*** Opening of EXERCISE INPUT ***
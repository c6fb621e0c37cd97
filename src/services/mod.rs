//! Services - pipeline stages and session management
//!
//! - `ring_buffer` - Fixed-capacity overwrite-oldest buffer
//! - `trip_recorder` - Trip intake and per-second bucketing
//! - `stat_calculator` - Per-second Stat derivation
//! - `resolution_manager` - Three-tier chart downsampling
//! - `cumulative` - Session-lifetime running totals
//! - `session` - One pipeline instance per test run
//! - `runner` - Session registry

pub mod cumulative;
pub mod resolution_manager;
pub mod ring_buffer;
pub mod runner;
pub mod session;
pub mod stat_calculator;
pub mod trip_recorder;

pub use cumulative::CumulativeTracker;
pub use resolution_manager::ResolutionManager;
pub use ring_buffer::RingBuffer;
pub use runner::TestRunner;
pub use session::{Session, SessionSnapshot, SessionStatus};
pub use stat_calculator::{
    calculate_stat, create_stat_calculator, StatCalculator, StatCalculatorWorker,
};
pub use trip_recorder::{create_trip_recorder, TripRecorder, TripRecorderWorker};
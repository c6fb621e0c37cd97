//! Test runner - registry of sessions with at most one running
//!
//! Starting a test stops whichever session is current. Producers report
//! through the runner and land on the current session.

use crate::infra::clock::{Clock, SystemClock};
use crate::infra::config::Config;
use crate::services::session::{Session, SessionSnapshot};
use parking_lot::RwLock;
use rustc_hash::FxHashMap;
use std::sync::Arc;
use std::time::SystemTime;
use tracing::info;
use uuid::Uuid;

pub struct TestRunner {
    config: Config,
    clock: Arc<dyn Clock>,
    sessions: RwLock<FxHashMap<String, Arc<Session>>>,
    current: RwLock<Option<Arc<Session>>>,
}

impl TestRunner {
    pub fn new(config: Config) -> Self {
        Self::with_clock(config, Arc::new(SystemClock))
    }

    pub fn with_clock(config: Config, clock: Arc<dyn Clock>) -> Self {
        Self {
            config,
            clock,
            sessions: RwLock::new(FxHashMap::default()),
            current: RwLock::new(None),
        }
    }

    /// Stop the current session (if any) and start a new one
    pub fn start_test(&self, name: &str) -> anyhow::Result<Arc<Session>> {
        let id = Uuid::now_v7().to_string();
        let clock = self.clock.clone();
        let session = Arc::new(Session::with_clock(id.clone(), name, self.config.clone(), clock));

        let mut current = self.current.write();
        if let Some(previous) = current.take() {
            previous.stop();
        }

        session.start()?;
        self.sessions.write().insert(id.clone(), session.clone());
        *current = Some(session.clone());

        info!(session_id = %id, name = %name, "test_started");
        Ok(session)
    }

    /// Stop the current session; it stays queryable by id
    pub fn stop_test(&self) -> Option<Arc<Session>> {
        let session = self.current.write().take()?;
        session.stop();
        info!(session_id = %session.id(), "test_stopped");
        Some(session)
    }

    /// Report to the current session; dropped when none is running
    #[inline]
    pub fn report(&self, start: SystemTime, success: bool) {
        if let Some(session) = self.current.read().as_ref() {
            session.report(start, success);
        }
    }

    pub fn current_session(&self) -> Option<Arc<Session>> {
        self.current.read().clone()
    }

    pub fn session(&self, id: &str) -> Option<Arc<Session>> {
        self.sessions.read().get(id).cloned()
    }

    /// Snapshots of every session, oldest first
    pub fn list_sessions(&self) -> Vec<SessionSnapshot> {
        let sessions: Vec<Arc<Session>> = self.sessions.read().values().cloned().collect();
        let mut snapshots: Vec<SessionSnapshot> = sessions.iter().map(|s| s.snapshot()).collect();
        snapshots.sort_by(|a, b| a.start_time.cmp(&b.start_time).then_with(|| a.id.cmp(&b.id)));
        snapshots
    }

    /// Stop every session that is still running
    pub fn close(&self) {
        self.current.write().take();
        let sessions: Vec<Arc<Session>> = self.sessions.read().values().cloned().collect();
        for session in sessions {
            session.stop();
        }
        info!(sessions = %self.sessions.read().len(), "test_runner_closed");
    }
}

#[cfg(test)]
mod tests {
    use super::*;
    use crate::infra::clock::ManualClock;
    use crate::services::session::SessionStatus;
    use std::time::Duration;

    fn runner() -> (Arc<ManualClock>, TestRunner) {
        let clock = Arc::new(ManualClock::at_epoch_secs(1_700_000_000));
        (clock.clone(), TestRunner::with_clock(Config::default(), clock))
    }

    #[tokio::test]
    async fn test_start_stops_previous() {
        let (clock, runner) = runner();
        let first = runner.start_test("first").unwrap();
        clock.advance(Duration::from_secs(1));
        let second = runner.start_test("second").unwrap();

        assert_eq!(first.status(), SessionStatus::Stopped);
        assert_eq!(second.status(), SessionStatus::Running);
        assert_eq!(runner.current_session().unwrap().id(), second.id());
        assert_ne!(first.id(), second.id());

        runner.close();
        first.finished().await;
        second.finished().await;
    }

    #[tokio::test]
    async fn test_report_routes_to_current() {
        let (clock, runner) = runner();
        runner.report(clock.now(), true);

        let session = runner.start_test("routing").unwrap();
        runner.report(clock.now(), true);
        runner.report(clock.now(), false);

        let stopped = runner.stop_test().unwrap();
        assert_eq!(stopped.id(), session.id());
        assert!(runner.current_session().is_none());
        runner.report(clock.now(), true);

        session.finished().await;
        assert_eq!(session.snapshot().total_requests, 2);
        assert_eq!(session.cumulative().total_requests, 2);
    }

    #[tokio::test]
    async fn test_new_session_starts_with_zero_totals() {
        let (clock, runner) = runner();
        let first = runner.start_test("warmup").unwrap();
        for _ in 0..20 {
            runner.report(clock.now(), true);
        }
        runner.stop_test();
        first.finished().await;
        assert_eq!(first.cumulative().total_requests, 20);

        let second = runner.start_test("measured").unwrap();
        let cumulative = second.cumulative();
        assert_eq!(cumulative.total_requests, 0);
        assert_eq!(cumulative.average_response_time, 0.0);
        assert_eq!(cumulative.error_rate, 0.0);
        runner.close();
        second.finished().await;
    }

    #[tokio::test]
    async fn test_lookup_and_listing_order() {
        let (clock, runner) = runner();
        let a = runner.start_test("a").unwrap();
        clock.advance(Duration::from_secs(5));
        let b = runner.start_test("b").unwrap();
        runner.close();

        assert_eq!(runner.session(a.id()).unwrap().name(), "a");
        assert!(runner.session("missing").is_none());

        let listed = runner.list_sessions();
        let names: Vec<&str> = listed.iter().map(|s| s.name.as_str()).collect();
        assert_eq!(names, vec!["a", "b"]);
        assert!(listed.iter().all(|s| s.status == SessionStatus::Stopped));

        a.finished().await;
        b.finished().await;
    }

    #[test]
    fn test_start_without_runtime_fails() {
        let runner = TestRunner::new(Config::default());
        assert!(runner.start_test("nope").is_err());
        assert!(runner.current_session().is_none());
        assert!(runner.list_sessions().is_empty());
    }
}
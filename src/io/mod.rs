//! IO modules - external outputs
//!
//! - `egress` - Stat stream output to file (JSONL format)

pub mod egress;

pub use egress::StatEgress;
//! Stat calculator - derives per-second statistics from finalized buckets
//!
//! Success and failure populations are summarized separately (mean and
//! p90/p95/p99 over the bucket's sorted response times). The most recent
//! `Stat` is cached for polling independently of queue delivery.

use crate::domain::sampling::{mean, percentile};
use crate::domain::stat::error_rate_percent;
use crate::domain::{SecondBucket, Stat};
use crate::infra::config::Config;
use crate::infra::metrics::Metrics;
use parking_lot::RwLock;
use std::sync::Arc;
use std::time::Instant;
use tokio::sync::mpsc;
use tokio::sync::mpsc::error::TrySendError;
use tracing::{debug, info, warn};

/// Summary of one response-time population
#[derive(Debug, Clone, Copy, Default, PartialEq)]
struct Summary {
    mean: f64,
    p90: f64,
    p95: f64,
    p99: f64,
}

impl Summary {
    fn of(sorted: &[u64]) -> Self {
        if sorted.is_empty() {
            return Self::default();
        }
        Self {
            mean: mean(sorted),
            p90: percentile(sorted, 90.0),
            p95: percentile(sorted, 95.0),
            p99: percentile(sorted, 99.0),
        }
    }
}

/// Compute the `Stat` for one finalized bucket
pub fn calculate_stat(bucket: &SecondBucket) -> Stat {
    let success_count = bucket.success_times().len() as u64;
    let failure_count = bucket.failure_times().len() as u64;
    let success = Summary::of(bucket.success_times());
    let failure = Summary::of(bucket.failure_times());

    Stat {
        time: bucket.epoch_second,
        success_count,
        failure_count,
        tps_success: success_count as f64,
        tps_failure: failure_count as f64,
        response_time: success.mean,
        response_time90: success.p90,
        response_time95: success.p95,
        response_time99: success.p99,
        failure_response_time: failure.mean,
        failure_response_time90: failure.p90,
        failure_response_time95: failure.p95,
        failure_response_time99: failure.p99,
        error_rate: error_rate_percent(success_count, failure_count),
    }
}

/// Read side of the calculator: latest computed Stat
#[derive(Debug, Default)]
pub struct StatCalculator {
    current: RwLock<Option<Stat>>,
}

impl StatCalculator {
    pub fn new() -> Self {
        Self::default()
    }

    /// Latest computed Stat, `None` before the first bucket
    pub fn current_stat(&self) -> Option<Stat> {
        self.current.read().clone()
    }

    fn set_current(&self, stat: &Stat) {
        *self.current.write() = Some(stat.clone());
    }
}

/// Worker converting the bucket stream into the Stat stream
pub struct StatCalculatorWorker {
    /// Shared read side; holds the latest Stat
    calculator: Arc<StatCalculator>,
    /// Receiver for finalized buckets
    bucket_rx: mpsc::Receiver<SecondBucket>,
    /// Stats for the session fan-out
    stat_tx: mpsc::Sender<Stat>,
    /// Metrics for calculation latency and emitted/dropped Stats
    metrics: Arc<Metrics>,
}

impl StatCalculatorWorker {
    /// Run until the recorder closes its output
    pub async fn run(mut self) {
        info!("stat_calculator_started");

        while let Some(bucket) = self.bucket_rx.recv().await {
            let calc_start = Instant::now();
            let stat = calculate_stat(&bucket);
            drop(bucket);
            self.metrics.record_stat_calculated(calc_start.elapsed().as_micros() as u64);

            self.calculator.set_current(&stat);

            debug!(
                time = %stat.time,
                success = %stat.success_count,
                failure = %stat.failure_count,
                p99 = format!("{:.1}", stat.response_time99),
                "stat_calculated"
            );

            match self.stat_tx.try_send(stat) {
                Ok(()) => self.metrics.record_stat_emitted(),
                Err(TrySendError::Full(dropped)) => {
                    self.metrics.record_stat_dropped();
                    warn!(time = %dropped.time, "stat_dropped_queue_full");
                }
                Err(TrySendError::Closed(_)) => {
                    debug!("stat_consumer_gone");
                }
            }
        }

        info!(stats_emitted = %self.metrics.stats_emitted(), "stat_calculator_stopped");
    }
}

/// Create the calculator, its worker, and the Stat stream it feeds
pub fn create_stat_calculator(
    config: &Config,
    bucket_rx: mpsc::Receiver<SecondBucket>,
    metrics: Arc<Metrics>,
) -> (Arc<StatCalculator>, StatCalculatorWorker, mpsc::Receiver<Stat>) {
    let (stat_tx, stat_rx) = mpsc::channel(config.stat_queue_capacity());
    let calculator = Arc::new(StatCalculator::new());
    let worker =
        StatCalculatorWorker { calculator: calculator.clone(), bucket_rx, stat_tx, metrics };
    (calculator, worker, stat_rx)
}

#[cfg(test)]
mod tests {
    use super::*;

    fn approx(a: f64, b: f64) -> bool {
        (a - b).abs() < 1e-9
    }

    #[test]
    fn test_ten_successes() {
        let samples: Vec<u64> = (1..=10).map(|v| v * 10).collect();
        let bucket = SecondBucket::from_samples(100, samples, Vec::new());
        let stat = calculate_stat(&bucket);

        assert_eq!(stat.time, 100);
        assert_eq!(stat.success_count, 10);
        assert_eq!(stat.tps_success, 10.0);
        assert!(approx(stat.response_time, 55.0));
        assert!(approx(stat.response_time90, 91.0));
        assert!(approx(stat.response_time95, 95.5));
        assert!(approx(stat.response_time99, 99.1));
        assert_eq!(stat.error_rate, 0.0);
    }

    #[test]
    fn test_empty_population_is_zero() {
        let bucket = SecondBucket::from_samples(5, vec![12, 8], Vec::new());
        let stat = calculate_stat(&bucket);

        assert_eq!(stat.failure_count, 0);
        assert_eq!(stat.tps_failure, 0.0);
        assert_eq!(stat.failure_response_time, 0.0);
        assert_eq!(stat.failure_response_time90, 0.0);
        assert_eq!(stat.failure_response_time99, 0.0);
        assert!(!stat.failure_response_time.is_nan());
    }

    #[test]
    fn test_mixed_error_rate() {
        let bucket = SecondBucket::from_samples(7, vec![10; 9], vec![500]);
        let stat = calculate_stat(&bucket);

        assert_eq!(stat.success_count, 9);
        assert_eq!(stat.failure_count, 1);
        assert!(approx(stat.error_rate, 10.0));
        assert!(approx(stat.failure_response_time, 500.0));
        assert!(approx(stat.failure_response_time99, 500.0));
    }

    #[test]
    fn test_single_sample_percentiles() {
        let bucket = SecondBucket::from_samples(1, vec![42], Vec::new());
        let stat = calculate_stat(&bucket);
        assert_eq!(stat.response_time, 42.0);
        assert_eq!(stat.response_time90, 42.0);
        assert_eq!(stat.response_time95, 42.0);
        assert_eq!(stat.response_time99, 42.0);
    }

    #[tokio::test]
    async fn test_worker_caches_and_forwards() {
        let metrics = Arc::new(Metrics::new());
        let (bucket_tx, bucket_rx) = mpsc::channel(8);
        let (calculator, worker, mut stat_rx) =
            create_stat_calculator(&Config::default(), bucket_rx, metrics.clone());

        assert!(calculator.current_stat().is_none());

        bucket_tx.send(SecondBucket::from_samples(10, vec![1, 2, 3], vec![])).await.unwrap();
        bucket_tx.send(SecondBucket::from_samples(11, vec![4], vec![9])).await.unwrap();
        drop(bucket_tx);
        worker.run().await;

        assert_eq!(stat_rx.recv().await.unwrap().time, 10);
        assert_eq!(stat_rx.recv().await.unwrap().time, 11);
        assert!(stat_rx.recv().await.is_none());

        let current = calculator.current_stat().unwrap();
        assert_eq!(current.time, 11);
        assert!(approx(current.error_rate, 50.0));
        assert_eq!(metrics.stats_emitted(), 2);
    }

    #[tokio::test]
    async fn test_full_stat_queue_drops_but_caches() {
        let metrics = Arc::new(Metrics::new());
        let config = Config::default().with_queue_capacity(1);
        let (bucket_tx, bucket_rx) = mpsc::channel(8);
        let (calculator, worker, mut stat_rx) =
            create_stat_calculator(&config, bucket_rx, metrics.clone());

        for second in 0..3 {
            bucket_tx.send(SecondBucket::from_samples(second, vec![5], vec![])).await.unwrap();
        }
        drop(bucket_tx);
        worker.run().await;

        assert_eq!(stat_rx.recv().await.unwrap().time, 0);
        assert!(stat_rx.recv().await.is_none());
        assert_eq!(metrics.stats_dropped(), 2);
        assert_eq!(calculator.current_stat().unwrap().time, 2);
    }
}
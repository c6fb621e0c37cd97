//! Per-second statistics records and the snapshots built from them

use serde::{Deserialize, Serialize};

/// Statistics for one finalized second (or an aggregate of several).
///
/// Times are epoch seconds, response times milliseconds, `error_rate` a
/// percentage in `[0, 100]`. Every derived field is 0 when its source count
/// is 0.
#[derive(Debug, Clone, Default, PartialEq, Serialize, Deserialize)]
#[serde(rename_all = "PascalCase")]
pub struct Stat {
    pub time: i64,
    pub success_count: u64,
    pub failure_count: u64,
    pub tps_success: f64,
    pub tps_failure: f64,
    pub response_time: f64,
    pub response_time90: f64,
    pub response_time95: f64,
    pub response_time99: f64,
    pub failure_response_time: f64,
    pub failure_response_time90: f64,
    pub failure_response_time95: f64,
    pub failure_response_time99: f64,
    pub error_rate: f64,
}

impl Stat {
    /// Success + failure count
    #[inline]
    pub fn total_count(&self) -> u64 {
        self.success_count + self.failure_count
    }
}

/// Failure percentage of a population, 0 when empty
#[inline]
pub fn error_rate_percent(success: u64, failure: u64) -> f64 {
    let total = success + failure;
    if total == 0 {
        return 0.0;
    }
    failure as f64 / total as f64 * 100.0
}

/// Three downsampled tiers for live charting, each oldest-to-newest
#[derive(Debug, Clone, Default, PartialEq, Serialize, Deserialize)]
pub struct ChartSeries {
    /// ~1s resolution, last ~5 minutes
    pub recent: Vec<Stat>,
    /// ~5s resolution, last ~30 minutes
    pub medium: Vec<Stat>,
    /// ~30s resolution, last ~4 hours
    #[serde(rename = "longterm")]
    pub long_term: Vec<Stat>,
}

/// Session-lifetime totals as exposed to callers
#[derive(Debug, Clone, Copy, Default, PartialEq, Serialize)]
pub struct CumulativeSnapshot {
    pub average_response_time: f64,
    pub error_rate: f64,
    pub total_requests: u64,
}

#[cfg(test)]
mod tests {
    use super::*;

    #[test]
    fn test_error_rate_percent() {
        assert_eq!(error_rate_percent(0, 0), 0.0);
        assert_eq!(error_rate_percent(9, 1), 10.0);
        assert_eq!(error_rate_percent(0, 4), 100.0);
    }

    #[test]
    fn test_stat_json_keys() {
        let stat = Stat { time: 1_700_000_000, success_count: 3, ..Stat::default() };
        let json = serde_json::to_value(&stat).unwrap();
        assert_eq!(json["Time"], 1_700_000_000);
        assert_eq!(json["SuccessCount"], 3);
        assert!(json.get("ResponseTime90").is_some());
        assert!(json.get("FailureResponseTime99").is_some());
        assert!(json.get("ErrorRate").is_some());
    }

    #[test]
    fn test_chart_series_json_keys() {
        let series = ChartSeries::default();
        let json = serde_json::to_value(&series).unwrap();
        assert!(json.get("recent").is_some());
        assert!(json.get("medium").is_some());
        assert!(json.get("longterm").is_some());
    }
}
*** Close of EXERCISE INPUT ***
For the records above, tally the lines holding the word "Duration". Answer with the number only.

_WORKED SOLUTION_. 3